Hello!
Here is a very, very, very long short story which has something to do with Christmas and a lot to do with bigotry. It will be in six or seven parts with the final chapter on Boxing Day.
I hope you enjoy this sad little tale of Eunice and her great-nephew Francis from one of England’s most established families.
Part 1
December 1996
An elderly Dowager and her feckless great-nephew are in a taxi, bound for Kings Cross Station. The Dowager remains unhappy with her luncheon……
“………..Cod! You know I don’t like Cod! Breaded too!”
“Sorry Aunt but as I told you, I thought it was haddock I- ”
“- Breaded cod. Where are we Francis?”
“Tottenham Court Road. Not far to Kings Cross.”
“Cod…..”
Francis and his great-aunt Eunice sat in silence in the taxi. Only the energetic note of the idling diesel engine was audible. Eunice picked shreds of breaded Cod out of her top set, examined them and wiped the findings on the cab seat.
“I must say the driver’s ears are enormous Francis.”
“They don’t look that big.”
“If Father were here he’d be scurrying up wind with the twelve bore to bag the elephantine beast. You’ll have a pair of flappers like that when you reach his age Francis. It’s a trait in all the D’aubisson males. Ears. In fact all of your features seem too large for your face.”

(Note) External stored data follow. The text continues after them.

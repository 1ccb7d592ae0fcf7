//! The rendez-client executable supports the following command line arguments:
//!
//! `rendez-client set <KEY> <VALUE> [--addr IP-PORT]`
//!
//!     Set the value of a key.
//!
//! `rendez-client get <KEY> [--addr IP-PORT]`
//!
//!     Get the value of a key, blocking until someone sets it.
//!
//! `rendez-client add <KEY> <DELTA> [--addr IP-PORT]`
//!
//!     Add DELTA to the integer counter stored under KEY and print the new total.
//!
//! `rendez-client rm <KEY> [--addr IP-PORT]`
//!
//!     Remove a key; prints whether it existed.
//!
//! `rendez-client check <KEY>... [--addr IP-PORT]`
//!
//!     Print "ready" if every listed key has a value, "not ready" otherwise.
//!
//! `rendez-client numkeys [--addr IP-PORT]`
//!
//!     Print the number of keys in the store.
//!
//! `rendez-client watch <KEY> [--addr IP-PORT]`
//!
//!     Subscribe to KEY and print every update until interrupted.
//!
//! --addr accepts an IP address and port with the format IP:PORT; the
//! default is 127.0.0.1:29500. A parse failure or a store error prints an
//! error and returns a non-zero exit code.

use std::net::SocketAddr;
use std::thread;
use std::time::Duration;

use clap::{crate_version, App, Arg, ArgMatches, SubCommand};
use rendez::{Result, Store, StoreConfig, StoreError};
use tracing::Level;
use tracing_subscriber::FmtSubscriber;

const DEFAULT_ADDRESS: &str = "127.0.0.1:29500";

/// the request types this binary can run against a daemon
#[derive(Debug)]
enum Request {
    Set { key: String, value: String },
    Get { key: String },
    Add { key: String, delta: i64 },
    Remove { key: String },
    Check { keys: Vec<String> },
    NumKeys,
    Watch { key: String },
}

/// ['Opt'] holds parsed and validated options from the command line
#[derive(Debug)]
struct Opt {
    /// the daemon's ip:port
    addr: SocketAddr,
    req: Request,
}

impl Opt {
    fn new(addr: SocketAddr, req: Request) -> Self {
        Self { addr, req }
    }

    /// validates the `addr` parameter is a valid IP address and PORT
    /// # Errors
    /// returns [`StoreError::Parsing`] if one of the parameters is invalid
    fn build(addr: &str, req: Request) -> Result<Opt> {
        let addr: SocketAddr = addr.parse().map_err(|_| {
            StoreError::Parsing(format!(
                "could not parse {} into an IP address and port",
                addr
            ))
        })?;

        Ok(Opt::new(addr, req))
    }
}

fn main() -> Result<()> {
    // configure a subscriber that will log messages to STDERR
    subscriber_config();

    let matches = App::new("rendez-client")
        .version(crate_version!())
        .about("command line client for a rendezvous key-value store daemon")
        .subcommands(vec![
            SubCommand::with_name("set")
                .about("Set the value of a key")
                .arg(Arg::with_name("KEY").required(true).index(1))
                .arg(Arg::with_name("VALUE").required(true).index(2)),
            SubCommand::with_name("get")
                .about("Get the value of a key, blocking until it is set")
                .arg(Arg::with_name("KEY").required(true).index(1)),
            SubCommand::with_name("add")
                .about("Add an integer delta to a counter key")
                .arg(Arg::with_name("KEY").required(true).index(1))
                .arg(Arg::with_name("DELTA").required(true).index(2)),
            SubCommand::with_name("rm")
                .about("Removes a given key")
                .arg(Arg::with_name("KEY").required(true).index(1)),
            SubCommand::with_name("check")
                .about("Report whether every listed key has a value")
                .arg(Arg::with_name("KEY").required(true).multiple(true)),
            SubCommand::with_name("numkeys").about("Print the number of keys in the store"),
            SubCommand::with_name("watch")
                .about("Print every update of a key until interrupted")
                .arg(Arg::with_name("KEY").required(true).index(1)),
        ])
        .arg(
            Arg::with_name("addr")
                .long("addr")
                .value_name("IP_ADDR:PORT")
                .help("sets the IP_ADDR:PORT of the daemon to connect to")
                .default_value(DEFAULT_ADDRESS),
        )
        .get_matches();

    match parse_options(matches) {
        Ok(opt) => run(opt),
        Err(e) => Err(e),
    }
}

/// connects to the daemon and runs the requested operation
fn run(opt: Opt) -> Result<()> {
    let config = StoreConfig::new(opt.addr.ip().to_string(), opt.addr.port());
    let mut store = Store::connect(config)?;

    match opt.req {
        Request::Set { key, value } => {
            store.set(&key, value.as_bytes())?;
        }
        Request::Get { key } => {
            let value = store.get(&key)?;
            println!("{}", String::from_utf8_lossy(&value));
        }
        Request::Add { key, delta } => {
            println!("{}", store.add(&key, delta)?);
        }
        Request::Remove { key } => {
            if store.delete_key(&key)? {
                println!("removed");
            } else {
                println!("Key not found");
            }
        }
        Request::Check { keys } => {
            let keys: Vec<&str> = keys.iter().map(String::as_str).collect();
            if store.check(&keys)? {
                println!("ready");
            } else {
                println!("not ready");
            }
        }
        Request::NumKeys => {
            println!("{}", store.get_num_keys()?);
        }
        Request::Watch { key } => {
            store.watch_key(&key, move |old, new| {
                println!(
                    "{} -> {}",
                    String::from_utf8_lossy(&old),
                    String::from_utf8_lossy(&new)
                );
            })?;
            // updates arrive on the listener thread; sleep until interrupted
            loop {
                thread::sleep(Duration::from_secs(60));
            }
        }
    }
    Ok(())
}

/// parses the matches from the command line into an [`Opt`] struct
fn parse_options(matches: ArgMatches) -> Result<Opt> {
    let addr = matches.value_of("addr").unwrap();
    match matches.subcommand() {
        ("set", Some(args)) => {
            let key = args.value_of("KEY").map(String::from).unwrap();
            let value = args.value_of("VALUE").map(String::from).unwrap();
            Opt::build(addr, Request::Set { key, value })
        }
        ("get", Some(args)) => {
            let key = args.value_of("KEY").map(String::from).unwrap();
            Opt::build(addr, Request::Get { key })
        }
        ("add", Some(args)) => {
            let key = args.value_of("KEY").map(String::from).unwrap();
            let raw = args.value_of("DELTA").unwrap();
            let delta: i64 = raw.parse().map_err(|_| {
                StoreError::Parsing(format!("could not parse {} into an integer", raw))
            })?;
            Opt::build(addr, Request::Add { key, delta })
        }
        ("rm", Some(args)) => {
            let key = args.value_of("KEY").map(String::from).unwrap();
            Opt::build(addr, Request::Remove { key })
        }
        ("check", Some(args)) => {
            let keys = args
                .values_of("KEY")
                .map(|keys| keys.map(String::from).collect())
                .unwrap();
            Opt::build(addr, Request::Check { keys })
        }
        ("numkeys", Some(_)) => Opt::build(addr, Request::NumKeys),
        ("watch", Some(args)) => {
            let key = args.value_of("KEY").map(String::from).unwrap();
            Opt::build(addr, Request::Watch { key })
        }
        _ => panic!("unknown command received"),
    }
}

/// configures a tracing subscriber that will log to STDERR
fn subscriber_config() {
    let subscriber = FmtSubscriber::builder()
        .with_max_level(Level::WARN)
        // log to stderr instead of stdout
        .with_writer(std::io::stderr)
        .finish();
    tracing::subscriber::set_global_default(subscriber)
        .expect("setting tracing default subscriber failed");
}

Francis studied the driver’s ears and gently stroked his ear lobes, concluding that there were some similarities, in surface area if nothing else. He didn’t reply but merely flexed his right ankle joint, his perennial subliminal response to her goading. Getting the old girl on that train to Scotland and away for two weeks was central to his plans for a most enjoyable Christmas.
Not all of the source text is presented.